In the realm of Story, where metaphors are real, writer’s block isn’t a condition, it’s a place.
Writer’s block is a huge concrete edifice, taking up one whole city block and rising many not-quite-finished stories into the dazzling sky of Silent City.
The enticing red light district known as Muse Mews is just down the street, but there’s always construction going on between it and the Block, so it’s actually pretty hard to get to.

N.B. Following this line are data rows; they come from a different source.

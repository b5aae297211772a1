//! tui-sheet: Modal action sheets for Rust TUI apps
//!
//! A sheet is a list of rows split into items and buttons, with an optional
//! header. The host owns the sheet, draws it with [`ActionSheetView`], and
//! applies the actions the view emits.
//!
//! # Example
//! ```
//! use tui_sheet::prelude::*;
//!
//! let mut sheet = ActionSheet::builder(vec![
//!     Row::item("Rename"),
//!     Row::item("Delete"),
//!     Row::cancel_button("Cancel"),
//! ])
//! .row_heights(TerminalHeights)
//! .on_select(|_sheet, row| {
//!     println!("{}", row.title_text());
//!     Ok(())
//! })
//! .build()
//! .unwrap();
//!
//! sheet.set_content_width(40.0).unwrap();
//! sheet.host_will_layout().unwrap();
//! assert_eq!(sheet.tap(RowPosition::item(1)).unwrap(), TapOutcome::Dismissed);
//! ```

// Re-export everything from core
pub use tui_sheet_core::*;

// Re-export the renderer
pub use tui_sheet_components::{
    cells, centered_rect, render_modal, sheet_rect, text_width, wrap_title, ActionSheetView,
    ActionSheetViewProps, ModalStyle, SheetViewStyle, TerminalHeights, CHECKMARK_WIDTH,
    ROW_PADDING,
};

/// Prelude for convenient imports
pub mod prelude {
    // Model
    pub use tui_sheet_core::{
        ActionSheet, Appearance, DismissOutcome, Row, RowGroup, RowKind, RowPosition,
        SharedAppearance, SheetError, SheetLayout, Size, TapOutcome,
    };

    // Host seams
    pub use tui_sheet_core::{
        Component, HeaderSurface, ModalPresenter, PopoverPresenter, PresentationStyle, Presenter,
        RowHeights, TextHeader,
    };

    // Event system
    pub use tui_sheet_core::{
        process_raw_event, spawn_event_poller, EventKind, EventType, Keymap, RawEvent,
        SheetCommand,
    };

    // Rendering
    pub use tui_sheet_components::{
        render_modal, sheet_rect, ActionSheetView, ActionSheetViewProps, ModalStyle,
        SheetViewStyle, TerminalHeights,
    };

    // Ratatui re-exports
    pub use tui_sheet_core::{Color, Frame, Line, Modifier, Rect, Span, Style, Text};
}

Writers are always arriving at the Block and leaving at all times of the day and night. It’s a bustling, happening place. Sort of a hotel slash spa slash prison slash drug store slash slash slash SLASH…. Sorry. Let me continue. Writers are arriving and leaving all the time. When you get there, you find to your surprise that there are many perks and conveniences. The lobby is well-lit. Very well-lit. And clean. And neat. And the rooms are actually quite comfortable and spacious. Most of them have well-stocked mini-bars and comfy beds and HD TV’s and gaming consoles and big windows with great views where you can stand for hours, looking out over Silent City, thinking up all your awesome ideas for new stories.
And you discover to your relief that the Block is not the house of misery and gloom one might expect it to be. People who aren’t writers are dropping by at all hours of the day and night because the Block has become known for its wild parties. Man, the stuff that happens at these parties. Good times. The strange thing is, though, the writers themselves are almost never to be found partying. They’re more likely to be in the lobby, milling around in their pajamas (pyjamas?), looking for someone to tell about this great idea they have for a story about a writer who can’t write.
Unlike the Hotel California, you can’t check out any time you like, unfortunately. There’s never anyone at the front desk. And suddenly you can’t find the door. Where was the door? But you can leave. Yes, you can. Just not any time you like. Someone hands you a pencil and a pad of paper. You’re told you have to make your own exit. You stand there, listening to the all-night all-day party booming away on some story far above you. You could go back there. Or maybe do something else. You haven’t even checked out the pool or the hot tub, after all.
Or you could make your own exit. If only you knew how. You know how. You don’t know how. The party is getting louder. It sounds like such fun. Actually it sounds desperate and sad. You don’t know. Maybe there’s a story about that. Maybe you should just go back to your room and look out the window for a while and maybe an idea will come to you.